I'm trying to use nested feature of OpenACC to active dynamic parallelism of my gpu card. I've Tesla 40c and my OpenACC compiler is PGI version 15.7.
My code is so simple. When I try to compile following code compiler returns me these messages
PGCC-S-0155-Illegal context for pragma: acc parallel loop (test.cpp: 158)
PGCC/x86 Linux 15.7-0: compilation completed with severe errors
My code structure:
#pragma acc parallel loop
for( i = 0; i < N; i++ )
{
// << computation >>
int ss = A[tid].start;
int ee = A[tid].end;
#pragma acc parallel loop
for(j = ss; j< ( ee + ss); j++)
{
// << computation >>
}
I've also tried to change my code to use routine directives.
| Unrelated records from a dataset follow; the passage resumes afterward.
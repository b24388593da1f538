use std::fs::File;
use std::io::{BufRead, BufReader};
use std::path::Path;

use crate::errors::{CorpusFormatError, Result};

/// Tag marking the end of a sentence (full stop).
pub const SENTENCE_BOUNDARY_TAG: &str = "FS";

/// Removes all characters except ASCII letters from a raw tag and uppercases the rest.
///
/// # Examples
///
/// ```
/// assert_eq!("NNC", hmmpos::clean_tag("nnc-1"));
/// assert_eq!("FS", hmmpos::clean_tag("\"FS\","));
/// ```
pub fn clean_tag(raw: &str) -> String {
    raw.chars()
        .filter(char::is_ascii_alphabetic)
        .map(|c| c.to_ascii_uppercase())
        .collect()
}

// Ok(None) is a blank line.
fn parse_line(line: &str) -> Result<Option<(&str, String)>, &'static str> {
    let mut fields = line.split_whitespace();
    let Some(word) = fields.next() else {
        return Ok(None);
    };
    let raw_tag = fields.next().ok_or("missing tag")?;
    if fields.next().is_some() {
        return Err("expected exactly one word and one tag");
    }
    Ok(Some((word, clean_tag(raw_tag))))
}

/// Tagged corpus.
///
/// Each sentence is a sequence of words aligned with a sequence of tags of the same length.
#[derive(Clone, Debug, Default, PartialEq, Eq)]
pub struct Corpus {
    sentences: Vec<Vec<String>>,
    tags: Vec<Vec<String>>,
    errors: Vec<CorpusFormatError>,
}

impl Corpus {
    /// Loads a corpus file.
    ///
    /// # Arguments
    ///
    /// * `path` - A file containing one `<word> <tag>` pair per line.
    ///
    /// # Errors
    ///
    /// If the file cannot be opened or read, or is not valid UTF-8, an error variant will be
    /// returned. Malformed lines are not errors; see [`Corpus::from_reader()`].
    pub fn from_path<P>(path: P) -> Result<Self>
    where
        P: AsRef<Path>,
    {
        let f = File::open(path)?;
        Self::from_reader(BufReader::new(f))
    }

    /// Loads a corpus from a reader.
    ///
    /// Blank lines are skipped. A sentence ends with the line whose cleaned tag is
    /// [`SENTENCE_BOUNDARY_TAG`], and that line belongs to the sentence. A trailing sentence without
    /// a boundary is kept.
    ///
    /// When a line cannot be parsed, the sentence being read is dropped and all lines up to and
    /// including the next well-formed boundary line are skipped. Each such recovery is recorded in
    /// [`Corpus::errors()`] and logged.
    ///
    /// # Errors
    ///
    /// I/O errors of `rdr` are returned as is.
    ///
    /// # Examples
    ///
    /// ```
    /// use hmmpos::Corpus;
    ///
    /// let text = "මම PRP\nගියා VFM\n. FS\n";
    /// let corpus = Corpus::from_reader(text.as_bytes()).unwrap();
    /// assert_eq!(1, corpus.len());
    /// assert_eq!(&["PRP", "VFM", "FS"], corpus.tags()[0].as_slice());
    /// ```
    pub fn from_reader<R>(rdr: R) -> Result<Self>
    where
        R: BufRead,
    {
        let mut corpus = Self::default();
        let mut words = vec![];
        let mut tags = vec![];

        let mut lines = rdr.lines().enumerate();
        while let Some((i, line)) = lines.next() {
            let line = line?;
            match parse_line(&line) {
                Ok(None) => {}
                Ok(Some((word, tag))) => {
                    let is_boundary = tag == SENTENCE_BOUNDARY_TAG;
                    words.push(word.to_string());
                    tags.push(tag);
                    if is_boundary {
                        corpus.push(std::mem::take(&mut words), std::mem::take(&mut tags));
                    }
                }
                Err(msg) => {
                    let e = CorpusFormatError {
                        line: i + 1,
                        n_discarded: words.len(),
                        msg,
                    };
                    log::warn!("{e}: skipping to the next sentence boundary");
                    corpus.errors.push(e);
                    words.clear();
                    tags.clear();
                    for (_, line) in lines.by_ref() {
                        if let Ok(Some((_, tag))) = parse_line(&line?) {
                            if tag == SENTENCE_BOUNDARY_TAG {
                                break;
                            }
                        }
                    }
                }
            }
        }
        if !words.is_empty() {
            corpus.push(words, tags);
        }

        if !corpus.errors.is_empty() {
            log::warn!(
                "{} malformed line(s) found; {} sentence(s) loaded",
                corpus.errors.len(),
                corpus.len(),
            );
        }
        Ok(corpus)
    }

    fn push(&mut self, words: Vec<String>, tags: Vec<String>) {
        debug_assert_eq!(words.len(), tags.len());
        self.sentences.push(words);
        self.tags.push(tags);
    }

    /// Appends all sentences and recorded errors of another corpus.
    pub fn append(&mut self, other: Self) {
        self.sentences.extend(other.sentences);
        self.tags.extend(other.tags);
        self.errors.extend(other.errors);
    }

    /// Gets the word sequences.
    pub fn sentences(&self) -> &[Vec<String>] {
        &self.sentences
    }

    /// Gets the tag sequences aligned with [`Corpus::sentences()`].
    pub fn tags(&self) -> &[Vec<String>] {
        &self.tags
    }

    /// Gets the recoveries performed while loading.
    pub fn errors(&self) -> &[CorpusFormatError] {
        &self.errors
    }

    /// Gets the number of sentences.
    pub fn len(&self) -> usize {
        self.sentences.len()
    }

    /// Returns `true` if the corpus contains no sentence.
    pub fn is_empty(&self) -> bool {
        self.sentences.is_empty()
    }

    /// Iterates over pairs of a word sequence and its tag sequence.
    pub fn iter(&self) -> impl Iterator<Item = (&[String], &[String])> {
        self.sentences
            .iter()
            .zip(&self.tags)
            .map(|(words, tags)| (words.as_slice(), tags.as_slice()))
    }

    /// Splits the corpus into word sequences and tag sequences.
    pub fn into_parts(self) -> (Vec<Vec<String>>, Vec<Vec<String>>) {
        (self.sentences, self.tags)
    }
}

#[cfg(test)]
mod tests {
    use super::*;

    use std::io::Write;

    #[test]
    fn test_clean_tag() {
        assert_eq!("NNC", clean_tag("NNC"));
        assert_eq!("VFM", clean_tag("vfm"));
        assert_eq!("FS", clean_tag("FS."));
        assert_eq!("JJ", clean_tag("\"J-J1\""));
        assert_eq!("", clean_tag("123"));
    }

    #[test]
    fn test_load_sentences() {
        let text = "\
මම PRP
රෑ NNC
කෑමට NNC
ගියා VFM
. FS

අපි PRP
ආවා VFM
. FS
";
        let corpus = Corpus::from_reader(text.as_bytes()).unwrap();
        assert_eq!(2, corpus.len());
        assert_eq!(
            &["මම", "රෑ", "කෑමට", "ගියා", "."],
            corpus.sentences()[0].as_slice()
        );
        assert_eq!(
            &["PRP", "NNC", "NNC", "VFM", "FS"],
            corpus.tags()[0].as_slice()
        );
        assert_eq!(&["අපි", "ආවා", "."], corpus.sentences()[1].as_slice());
        assert_eq!(&["PRP", "VFM", "FS"], corpus.tags()[1].as_slice());
        assert!(corpus.errors().is_empty());
    }

    #[test]
    fn test_load_cleans_tags() {
        let text = "ගස nnc,\n. \"FS\"\n";
        let corpus = Corpus::from_reader(text.as_bytes()).unwrap();
        assert_eq!(1, corpus.len());
        assert_eq!(&["NNC", "FS"], corpus.tags()[0].as_slice());
    }

    #[test]
    fn test_load_unterminated_sentence() {
        let text = "අපි PRP\n. FS\nමම PRP\nගියෙමි VFM";
        let corpus = Corpus::from_reader(text.as_bytes()).unwrap();
        assert_eq!(2, corpus.len());
        assert_eq!(&["මම", "ගියෙමි"], corpus.sentences()[1].as_slice());
        assert_eq!(&["PRP", "VFM"], corpus.tags()[1].as_slice());
    }

    #[test]
    fn test_load_recovers_from_malformed_sentence() {
        let text = "\
අපි PRP
ආවා VFM
. FS
මම PRP
බත්
කෑවා VFM
. FS
ඔහු PRP
ගියේය VFM
. FS
";
        let corpus = Corpus::from_reader(text.as_bytes()).unwrap();
        assert_eq!(2, corpus.len());
        assert_eq!(&["අපි", "ආවා", "."], corpus.sentences()[0].as_slice());
        assert_eq!(&["ඔහු", "ගියේය", "."], corpus.sentences()[1].as_slice());
        assert_eq!(1, corpus.errors().len());
        assert_eq!(5, corpus.errors()[0].line());
        assert_eq!(1, corpus.errors()[0].n_discarded());
    }

    #[test]
    fn test_load_skips_malformed_lines_while_resynchronizing() {
        let text = "\
මම PRP
too many fields
x y z
. . FS
. FS
අපි PRP
. FS
";
        let corpus = Corpus::from_reader(text.as_bytes()).unwrap();
        assert_eq!(1, corpus.len());
        assert_eq!(&["අපි", "."], corpus.sentences()[0].as_slice());
        assert_eq!(1, corpus.errors().len());
        assert_eq!(2, corpus.errors()[0].line());
    }

    #[test]
    fn test_load_tag_without_letters() {
        // The tag is kept even if cleaning leaves nothing.
        let text = "මම 42\nගියා VFM\n. FS\nඅපි PRP\n. FS\n";
        let corpus = Corpus::from_reader(text.as_bytes()).unwrap();
        assert_eq!(2, corpus.len());
        assert_eq!(&["මම", "ගියා", "."], corpus.sentences()[0].as_slice());
        assert_eq!(&["", "VFM", "FS"], corpus.tags()[0].as_slice());
        assert_eq!(&["අපි", "."], corpus.sentences()[1].as_slice());
        assert!(corpus.errors().is_empty());
    }

    #[test]
    fn test_load_malformed_until_end() {
        let text = "මම PRP\nbroken\nගියා VFM\n";
        let corpus = Corpus::from_reader(text.as_bytes()).unwrap();
        assert!(corpus.is_empty());
        assert_eq!(1, corpus.errors().len());
    }

    #[test]
    fn test_load_from_path_is_idempotent() {
        let mut f = tempfile::NamedTempFile::new().unwrap();
        writeln!(f, "මම PRP\nරෑ NNC\n. FS\n\nඅපි PRP\nbad\n. FS\nගස NNC\n. FS").unwrap();
        f.flush().unwrap();

        let first = Corpus::from_path(f.path()).unwrap();
        let second = Corpus::from_path(f.path()).unwrap();
        assert_eq!(first, second);
        assert_eq!(2, first.len());
    }

    #[test]
    fn test_append() {
        let mut corpus = Corpus::from_reader("මම PRP\n. FS\n".as_bytes()).unwrap();
        corpus.append(Corpus::from_reader("අපි PRP\nbad\n. FS\n".as_bytes()).unwrap());
        assert_eq!(1, corpus.len());
        assert_eq!(1, corpus.errors().len());
        let pairs: Vec<_> = corpus.iter().collect();
        assert_eq!(1, pairs.len());
        assert_eq!(&["PRP", "FS"], pairs[0].1);
    }
}
//! Rule-based grammar checks for hmmpos.
//!
//! Rules only see words and their tags, so any tagger implementing [`Tagger`] can drive them.

mod agreement;

pub use agreement::{AgreementRule, GrammarChecker};

use hmmpos::Predictor;

/// Trait of part-of-speech taggers.
pub trait Tagger {
    /// Tags a tokenized sentence.
    ///
    /// # Arguments
    ///
    /// * `words` - A tokenized sentence.
    ///
    /// # Returns
    ///
    /// Tags aligned with `words`.
    fn tag<'a>(&'a self, words: &[&str]) -> Vec<&'a str>;
}

impl Tagger for Predictor {
    fn tag<'a>(&'a self, words: &[&str]) -> Vec<&'a str> {
        self.predict(words)
    }
}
But I couldn't compile again
#pragma acc routine workers
foo(...)
{
#pragma acc parallel loop
for(j = ss; j< ( ee + ss); j++)
{
// << computation >>
}
}
#pragma acc parallel loop
for( i = 0; i < N; i++ )
{
// << computation >>
int ss = A[tid].start;
int ee = A[tid].end;
foo(...);
}
I've tried of course only with routine (seq,worker,gang) without inner parallel loop directive. It has been compiler but dynamic parallelism hasn't been activated.
37, Generating acc routine worker
Generating Tesla code
42, #pragma acc loop vector, worker /* threadIdx.x threadIdx.y */
Loop is parallelizable
How am I supposed to use dynamic parallelism in OpenACC?